Qu’arrivera-t-il donc si l’inflation ne progresse pas pendant ce cycle économique, et que les taux d’intérêt sont déjà faibles au début de la prochaine récession mondiale ? D’autant plus que le niveau d’endettement – privée et publique – est à un niveau sans précédent en temps de paix. Notre société endettée ne peut pas se permettre une baisse de l’inflation (ou, pire, une déflation des prix) lors de la prochaine récession, pour la raison suivante.

Il faut absolument maintenir les niveaux de prix – les revenus pour les commerçants et les salaires pour les travailleurs – pour pouvoir continuer de payer les intérêts sur les dettes.

Avec une dette globale de 185 000 milliards US en 2017 – comparée à un produit intérieur brut (PIB) de 80 000 milliards US, selon le Fonds monétaire international (FMI) –, des revenus et des salaires en baisse provoqueraient des défauts de paiement en chaîne et, en conséquence, une hausse vertigineuse du taux de chômage.

Dans ce contexte, les outils traditionnels des banques centrales ne suffiront plus, puisqu’ils ont déjà tout donné.

En effet, les taux d’intérêt bas, ou même négatifs dans certains pays, ont déjà incité les ménages et les entreprises à s’endetter et à faire monter les prix des actifs, tels les maisons et les marchés boursiers, ce qui a par ailleurs accentué les inégalités en favorisant les propriétaires.

Les banques centrales ont ainsi tenté de régler la crise de 2008 causée par la dette excessive en incitant à emprunter davantage. On a pelleté par en avant, mais on semble arrivé devant un mur. C’est pourquoi un changement de cap s’impose et les banques centrales en sont bien conscientes.

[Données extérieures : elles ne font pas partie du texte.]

//! Per-field metadata.

use crate::model::DataType;

/// Class identifier value meaning "no nested type".
pub const NO_CLASS: i16 = -1;

/// Describes one field of a serialized type.
///
/// Two FieldInfo values are equal when every attribute matches.
#[derive(Debug, Clone, PartialEq, Eq, Hash)]
pub struct FieldInfo {
    name: String,
    data_type: DataType,
    primitive: bool,
    class_identifier: i16,
    tag: Option<i16>,
}

impl FieldInfo {
    pub fn new(
        name: impl Into<String>,
        data_type: DataType,
        primitive: bool,
        class_identifier: i16,
        tag: Option<i16>,
    ) -> Self {
        Self {
            name: name.into(),
            data_type,
            primitive,
            class_identifier,
            tag,
        }
    }

    pub fn name(&self) -> &str {
        &self.name
    }

    pub fn data_type(&self) -> DataType {
        self.data_type
    }

    pub fn is_primitive(&self) -> bool {
        self.primitive
    }

    /// Identifier of the nested record or enum type, [`NO_CLASS`] if none.
    pub fn class_identifier(&self) -> i16 {
        self.class_identifier
    }

    pub fn tag(&self) -> Option<i16> {
        self.tag
    }
}

#[cfg(test)]
mod tests {
    use super::*;

    #[test]
    fn test_equality_covers_all_attributes() {
        let base = FieldInfo::new("a", DataType::Integer, true, NO_CLASS, None);
        assert_eq!(base, FieldInfo::new("a", DataType::Integer, true, NO_CLASS, None));
        assert_ne!(base, FieldInfo::new("b", DataType::Integer, true, NO_CLASS, None));
        assert_ne!(base, FieldInfo::new("a", DataType::Long, true, NO_CLASS, None));
        assert_ne!(base, FieldInfo::new("a", DataType::Integer, false, NO_CLASS, None));
        assert_ne!(base, FieldInfo::new("a", DataType::Integer, true, 100, None));
        assert_ne!(base, FieldInfo::new("a", DataType::Integer, true, NO_CLASS, Some(1)));
    }
}
//! tagframe: compact tagged binary object serialization.
//!
//! This crate writes graphs of records into a self-describing binary stream
//! and reads them back, tolerating added, removed and renamed fields between
//! the writing and reading versions of a type.
//!
//! # Overview
//!
//! - **Tagged values**: every value starts with a one-byte tag; small
//!   integers, booleans, null and short strings fit entirely in the tag
//! - **Framed blocks**: the stream is cut into blocks of at most 16 KiB,
//!   each with a magic number, length, checksum and format version
//! - **Class metadata**: the field list of each type is written once per
//!   stream, inline or as a signature resolved through a [`Registry`]
//!
//! # Quick Start
//!
//! ```rust
//! use tagframe::{record, Context};
//!
//! record! {
//!     #[derive(Debug, Clone, Default, PartialEq)]
//!     pub struct Person {
//!         pub name: String,
//!         pub age: i32,
//!         pub email: Option<String>,
//!     }
//! }
//!
//! let ctx = Context::new();
//! ctx.register::<Person>(100).unwrap();
//!
//! let alice = Person {
//!     name: "Alice".to_string(),
//!     age: 30,
//!     email: None,
//! };
//! let bytes = ctx.to_bytes(&alice).unwrap();
//! let decoded: Person = ctx.from_bytes(&bytes).unwrap();
//! assert_eq!(alice, decoded);
//! ```
//!
//! # Modules
//!
//! - [`model`]: data types, dynamic values and the record traits
//! - [`codec`]: tags, block framing and the value encoder/decoder
//! - [`metadata`]: class metadata, type identifiers and registries
//! - [`engine`]: the serialization context and per-stream sessions
//! - [`config`]: identifier window and decoding limits
//! - [`error`]: error types
//! - [`limits`]: wire constants and default limits
//!
//! # Security
//!
//! Decoding untrusted input is bounded: string, binary and collection
//! lengths are checked against [`Options`] before allocation, nesting depth
//! is capped, and every block is verified against its checksum.

pub mod codec;
pub mod config;
pub mod engine;
pub mod error;
pub mod limits;
pub mod metadata;
pub mod model;

// Re-export commonly used types at crate root
pub use codec::{Decoder, Encoder};
pub use config::Options;
pub use engine::{Context, Deserializer, Serializer};
pub use error::{DecodeError, Error, ErrorCode, MetadataError, Result, SerializeError};
pub use metadata::{
    CachingRegistry, ClassInfo, FieldInfo, MemoryBackend, MemoryRegistry,
    NullRegistry, Registry, RegistryBackend,
};
pub use model::{
    BigDecimal, BigInteger, Blob, DataType, EnumValue, Enumeration, FieldDef, FieldValue, Period,
    Record, RecordType, Value, ZoneId, ZonedDateTime,
};

/// Crate version.
pub const VERSION: &str = env!("CARGO_PKG_VERSION");

/// Wire format version written into every block header.
pub const FORMAT_VERSION: u8 = limits::FORMAT_VERSION;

Une planche à billets de courte durée

Comment parvenir à maintenir la cible d’inflation lors de la prochaine récession sans recourir principalement à une baisse de taux d’intérêt ? Une solution envisagée est d’imprimer de façon exceptionnelle une quantité d’argent suffisante, et de l’injecter dans l’économie, mais d’une façon qui conserverait la cible d’inflation à 2 %, afin d’éviter un désastre hyperinflationniste comme au Zimbabwe ou en Argentine. C’est pourquoi cette impression d’argent devra être exceptionnelle et d’une durée limitée.

Comprenons-nous bien : une telle politique est plutôt considérée comme hérétique. Cependant, à moins d’une hausse peu probable du taux d’inflation et des taux d’intérêt avant la prochaine récession, imprimer de l’argent deviendra inévitable, puisque l’outil des taux d’intérêt est devenu inefficace et parce que l’option déflationniste serait désastreuse.

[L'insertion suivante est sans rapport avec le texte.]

impl<R: Read> Decoder<R> {
    /// Creates a decoder with default limits.
    pub fn new(source: R) -> Self {
        Self::with_options(source, &Options::default())
    }

    /// Creates a decoder using the length limits of `options`.
    pub fn with_options(source: R, options: &Options) -> Self {
        Self {
            source,
            buf: vec![0u8; MAX_PAYLOAD].into_boxed_slice(),
            pos: 0,
            limit: 0,
            version: 0,
            blocks: 0,
            max_string_len: options.max_string_len,
            max_binary_len: options.max_binary_len,
            max_collection_len: options.max_collection_len,
        }
    }

    /// Format version of the most recently read block, 0 before the first.
    pub fn version(&self) -> u8 {
        self.version
    }

    /// Returns the number of blocks read so far.
    pub fn blocks_read(&self) -> usize {
        self.blocks
    }

    /// Returns the source.
    pub fn into_inner(self) -> R {
        self.source
    }

    /// Returns true if the stream holds no further values.
    pub fn at_end(&mut self) -> Result<bool> {
        while self.pos == self.limit {
            if !self.next_block()? {
                return Ok(true);
            }
        }
        Ok(false)
    }

    /// Reads the next block. Returns false on a clean end of stream.
    fn next_block(&mut self) -> Result<bool> {
        let mut raw = [0u8; HEADER_LEN];
        let n = read_full(&mut self.source, &mut raw)?;
        if n == 0 {
            return Ok(false);
        }
        if n < HEADER_LEN {
            return Err(DecodeError::ShortBlock {
                expected: HEADER_LEN,
                actual: n,
            }
            .into());
        }
        let header = BlockHeader::parse(&raw)?;
        let len = header.length as usize;
        let n = read_full(&mut self.source, &mut self.buf[..len])?;
        if n < len {
            return Err(DecodeError::ShortBlock {
                expected: len,
                actual: n,
            }
            .into());
        }
        header.verify(&self.buf[..len])?;
        debug!(length = len, version = header.version, block = self.blocks, "read block");
        self.pos = 0;
        self.limit = len;
        self.version = header.version;
        self.blocks += 1;
        Ok(true)
    }

    /// Ensures `n` contiguous bytes are available, reading a block if the
    /// current one is exhausted.
    fn require(&mut self, n: usize) -> Result<()> {
        while self.pos == self.limit {
            if !self.next_block()? {
                return Err(DecodeError::UnexpectedEof.into());
            }
        }
        let available = self.limit - self.pos;
        if available < n {
            return Err(DecodeError::UnexpectedEndOfBlock {
                needed: n,
                available,
            }
            .into());
        }
        Ok(())
    }

    fn take<const N: usize>(&mut self) -> Result<[u8; N]> {
        self.require(N)?;
        let mut out = [0u8; N];
        out.copy_from_slice(&self.buf[self.pos..self.pos + N]);
        self.pos += N;
        Ok(out)
    }

    /// Reads a raw byte run, spanning blocks as needed.
    fn take_run(&mut self, len: usize) -> Result<Vec<u8>> {
        let mut out = Vec::with_capacity(len.min(MAX_PAYLOAD));
        while out.len() < len {
            self.require(1)?;
            let n = (len - out.len()).min(self.limit - self.pos);
            out.extend_from_slice(&self.buf[self.pos..self.pos + n]);
            self.pos += n;
        }
        Ok(out)
    }

    /// Returns the next tag without consuming it.
    pub fn peek_tag(&mut self) -> Result<u8> {
        self.require(1)?;
        Ok(self.buf[self.pos])
    }

    /// Consumes and returns the next tag.
    pub fn read_tag(&mut self) -> Result<u8> {
        let [tag] = self.take::<1>()?;
        Ok(tag)
    }

    /// Consumes a NULL tag if one is next.
    pub fn skip_null(&mut self) -> Result<bool> {
        if self.peek_tag()? == tags::NULL {
            self.pos += 1;
            return Ok(true);
        }
        Ok(false)
    }

    // =========================================================================
    // SCALARS
    // =========================================================================

    pub fn read_bool(&mut self) -> Result<bool> {
        match self.read_tag()? {
            tags::TRUE => Ok(true),
            tags::FALSE => Ok(false),
            tag => Err(unexpected("boolean", tag)),
        }
    }

    /// Reads an integer whose tag is at most `widest` (an extended sub-type).
    fn read_integer(&mut self, widest: u8, target: &'static str) -> Result<i64> {
        let tag = self.read_tag()?;
        if let Some(v) = tags::small_int_value(tag) {
            return Ok(v);
        }
        let (width, value) = match tag {
            tags::INT16 => (sub::INT16, i16::from_be_bytes(self.take()?) as i64),
            tags::INT32 => (sub::INT32, i32::from_be_bytes(self.take()?) as i64),
            tags::INT64 => (sub::INT64, i64::from_be_bytes(self.take()?)),
            _ => return Err(unexpected(target, tag)),
        };
        if width > widest {
            return Err(DecodeError::Narrowing {
                value: value.to_string(),
                target,
            }
            .into());
        }
        Ok(value)
    }

    pub fn read_i8(&mut self) -> Result<i8> {
        let v = self.read_integer(sub::INT16, "byte")?;
        i8::try_from(v).map_err(|_| {
            DecodeError::Narrowing {
                value: v.to_string(),
                target: "byte",
            }
            .into()
        })
    }

    pub fn read_i16(&mut self) -> Result<i16> {
        Ok(self.read_integer(sub::INT16, "short")? as i16)
    }

    pub fn read_i32(&mut self) -> Result<i32> {
        Ok(self.read_integer(sub::INT32, "integer")? as i32)
    }

    pub fn read_i64(&mut self) -> Result<i64> {
        self.read_integer(sub::INT64, "long")
    }

    pub fn read_f32(&mut self) -> Result<f32> {
        match self.read_tag()? {
            tags::FLOAT32 => Ok(f32::from_bits(u32::from_be_bytes(self.take()?))),
            tags::FLOAT64 => {
                let v = f64::from_bits(u64::from_be_bytes(self.take()?));
                Err(DecodeError::Narrowing {
                    value: v.to_string(),
                    target: "float",
                }
                .into())
            }
            tag => Err(unexpected("float", tag)),
        }
    }

    /// Reads a double, widening FLOAT32.
    pub fn read_f64(&mut self) -> Result<f64> {
        match self.read_tag()? {
            tags::FLOAT32 => Ok(f32::from_bits(u32::from_be_bytes(self.take()?)) as f64),
            tags::FLOAT64 => Ok(f64::from_bits(u64::from_be_bytes(self.take()?))),
            tag => Err(unexpected("double", tag)),
        }
    }

    pub fn read_char(&mut self) -> Result<char> {
        let code = self.read_integer(sub::INT32, "character")? as i32;
        u32::try_from(code)
            .ok()
            .and_then(char::from_u32)
            .ok_or_else(|| DecodeError::InvalidChar { code }.into())
    }

    /// Reads a non-negative length bounded by `max`.
    fn read_len(&mut self, field: &'static str, max: usize) -> Result<usize> {
        let len = self.read_integer(sub::INT32, field)? as i32;
        if len < 0 {
            return Err(DecodeError::NegativeLength { field, len }.into());
        }
        let len = len as usize;
        if len > max {
            return Err(DecodeError::LengthExceedsLimit { field, len, max }.into());
        }
        Ok(len)
    }

    /// Reads a string, or None for NULL.
    pub fn read_string(&mut self) -> Result<Option<String>> {
        let tag = self.read_tag()?;
        let len = match tag {
            tags::NULL => return Ok(None),
            tags::STRING => self.read_len("string", self.max_string_len)?,
            _ => match tags::short_string_len(tag) {
                Some(len) => len,
                None => return Err(unexpected("string", tag)),
            },
        };
        let bytes = self.take_run(len)?;
        String::from_utf8(bytes)
            .map(Some)
            .map_err(|_| DecodeError::InvalidUtf8 { field: "string" }.into())
    }

    /// Reads a string that must be present.
    pub fn read_required_string(&mut self) -> Result<String> {
        match self.read_string()? {
            Some(s) => Ok(s),
            None => Err(unexpected("string", tags::NULL)),
        }
    }

    /// Reads a binary blob, or None for NULL.
    pub fn read_bytes(&mut self) -> Result<Option<Vec<u8>>> {
        match self.read_tag()? {
            tags::NULL => Ok(None),
            tags::BINARY => {
                let len = self.read_len("binary", self.max_binary_len)?;
                self.take_run(len).map(Some)
            }
            tag => Err(unexpected("binary", tag)),
        }
    }

    pub fn read_big_integer(&mut self) -> Result<BigInteger> {
        match self.read_bytes()? {
            Some(bytes) => Ok(BigInteger::from_be_bytes(&bytes)),
            None => Err(unexpected("big integer", tags::NULL)),
        }
    }

    pub fn read_big_decimal(&mut self) -> Result<BigDecimal> {
        let scale = self.read_i32()?;
        let precision = self.read_i32()?;
        let unscaled = self.read_big_integer()?;
        Ok(BigDecimal {
            unscaled,
            scale,
            precision,
        })
    }

    // =========================================================================
    // STRUCTURE
    // =========================================================================

    /// Reads an enumeration reference: type identifier and ordinal.
    pub fn read_enum(&mut self) -> Result<(i16, u32)> {
        match self.read_tag()? {
            tags::ENUM => {
                let identifier = i16::from_be_bytes(self.take()?);
                let ordinal = self.read_i64()?;
                let ordinal = u32::try_from(ordinal).map_err(|_| DecodeError::Narrowing {
                    value: ordinal.to_string(),
                    target: "ordinal",
                })?;
                Ok((identifier, ordinal))
            }
            tag => Err(unexpected("enum", tag)),
        }
    }

    /// Reads the `[OBJECT][identifier]` pair, returning the identifier.
    pub fn read_object_header(&mut self) -> Result<i16> {
        match self.read_tag()? {
            tags::OBJECT => Ok(i16::from_be_bytes(self.take()?)),
            tag => Err(unexpected("object", tag)),
        }
    }

    /// Reads a bare data type id.
    pub fn read_data_type(&mut self) -> Result<DataType> {
        let [id] = self.take::<1>()?;
        DataType::from_u8(id).ok_or_else(|| DecodeError::UnknownDataType { id }.into())
    }

    /// Reads a TYPED announcement, returning the boxed value's data type.
    pub fn read_typed(&mut self) -> Result<DataType> {
        match self.read_tag()? {
            tags::TYPED => self.read_data_type(),
            tag => Err(unexpected("typed value", tag)),
        }
    }

    /// Reads a collection header, returning the kind and element count.
    pub fn read_collection_header(&mut self) -> Result<(DataType, usize)> {
        match self.read_tag()? {
            tags::COLLECTION => {
                let kind = self.read_data_type()?;
                let count = self.read_len("collection", self.max_collection_len)?;
                Ok((kind, count))
            }
            tag => Err(unexpected("collection", tag)),
        }
    }

    /// Reads a map header, returning the kind and entry count.
    pub fn read_map_header(&mut self) -> Result<(DataType, usize)> {
        match self.read_tag()? {
            tags::MAP => {
                let kind = self.read_data_type()?;
                let count = self.read_len("map", self.max_collection_len)?;
                Ok((kind, count))
            }
            tag => Err(unexpected("map", tag)),
        }
    }

    /// Reads class metadata, either inline or by signature via `registry`.
    pub fn read_class(&mut self, registry: &dyn Registry) -> Result<ClassInfo> {
        match self.read_tag()? {
            tags::CLASS_INFO => ClassInfo::decode_from(self),
            tags::CLASS_SIGNATURE => {
                let signature = self.read_required_string()?;
                debug!(%signature, registry = registry.name(), "loading class by signature");
                Ok(registry.load(&signature)?)
            }
            tag => Err(unexpected("class header", tag)),
        }
    }
}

Les banques centrales peuvent théoriquement imprimer autant d’argent qu’elles le souhaitent, puis déposer les nouvelles sommes d’argent dans le compte bancaire des gouvernements.

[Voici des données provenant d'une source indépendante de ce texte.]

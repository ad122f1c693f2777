//! Runtime options for a serialization [`Context`](crate::Context).

use crate::limits::{
    DEFAULT_MAX_BINARY_LEN, DEFAULT_MAX_COLLECTION_LEN, DEFAULT_MAX_DEPTH, DEFAULT_MAX_IDENTIFIER,
    DEFAULT_MAX_STRING_LEN, DEFAULT_MIN_IDENTIFIER,
};

/// Options controlling identifier registration and decode limits.
///
/// ```rust
/// use tagframe::Options;
///
/// let options = Options::default()
///     .identifier_range(1_000, 2_000)
///     .max_depth(16);
/// assert_eq!(options.min_identifier, 1_000);
/// ```
#[derive(Debug, Clone, PartialEq, Eq)]
pub struct Options {
    /// Lowest valid type identifier (inclusive).
    pub min_identifier: i16,
    /// Upper bound for type identifiers (exclusive).
    pub max_identifier: i16,
    /// Maximum nesting of objects and collections.
    pub max_depth: usize,
    /// Maximum UTF-8 length of a decoded string.
    pub max_string_len: usize,
    /// Maximum length of a decoded binary blob.
    pub max_binary_len: usize,
    /// Maximum element count of a decoded collection or map.
    pub max_collection_len: usize,
}

impl Default for Options {
    fn default() -> Self {
        Self {
            min_identifier: DEFAULT_MIN_IDENTIFIER,
            max_identifier: DEFAULT_MAX_IDENTIFIER,
            max_depth: DEFAULT_MAX_DEPTH,
            max_string_len: DEFAULT_MAX_STRING_LEN,
            max_binary_len: DEFAULT_MAX_BINARY_LEN,
            max_collection_len: DEFAULT_MAX_COLLECTION_LEN,
        }
    }
}

impl Options {
    /// Creates options with default values.
    pub fn new() -> Self {
        Self::default()
    }

    /// Sets the valid identifier window `[min, max)`.
    pub fn identifier_range(mut self, min: i16, max: i16) -> Self {
        self.min_identifier = min;
        self.max_identifier = max;
        self
    }

    /// Sets the maximum nesting depth.
    pub fn max_depth(mut self, depth: usize) -> Self {
        self.max_depth = depth;
        self
    }

    /// Sets the maximum decoded string length.
    pub fn max_string_len(mut self, len: usize) -> Self {
        self.max_string_len = len;
        self
    }

    /// Sets the maximum decoded binary length.
    pub fn max_binary_len(mut self, len: usize) -> Self {
        self.max_binary_len = len;
        self
    }

    /// Sets the maximum decoded collection length.
    pub fn max_collection_len(mut self, len: usize) -> Self {
        self.max_collection_len = len;
        self
    }

    /// Returns true if `identifier` lies inside the configured window.
    pub fn accepts_identifier(&self, identifier: i32) -> bool {
        identifier >= self.min_identifier as i32 && identifier < self.max_identifier as i32
    }
}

Cependant, afin de préserver l’indépendance des autorités monétaires, la communauté de banquiers centraux s’efforce de prévoir d’avance un cadre strict, afin d’éviter les dérapages inflationnistes.

Dans un texte important publié récemment, trois anciens banquiers centraux réputés, dont Jean Boivin, l’ancien sous-gouverneur de la Banque du Canada, tentent d’encadrer cette nouvelle politique : lors d’une prochaine récession, les banques centrales aux États-Unis, en Europe et au Japon fourniraient aux gouvernements une somme d’argent qui serait strictement compatible avec l’atteinte de la cible d’inflation de 2 %. Ce serait alors aux gouvernements de décider de la façon dont ces sommes seraient dépensées, par exemple en transférant l’argent directement aux ménages, afin de stimuler l’économie.

L’aspect technique est simple, mais le défi politique est énorme. Lorsqu’on traverse ce Rubicon qu’est l’impression d’argent, comment savoir où s’arrêter ? Les banques centrales auront-elles assez d’indépendance pour déterminer seules la quantité d’argent à imprimer ? La tentation sera grande pour les gouvernements de toujours en demander plus aux banques centrales.

Les autorités monétaires et fiscales sont à une récession près de modifier leur politique de façon importante en tentant une nouvelle expérience délicate avec la planche à billets. Si les nouveaux outils ne sont pas utilisés avec parcimonie, l’inflation éventuelle qui en résultera va redistribuer la richesse vers ceux qui sont endettés au détriment des épargnants, qui verront fondre leur pouvoir d’achat.

Il se peut donc qu’une révolution économique soit bel et bien à nos portes.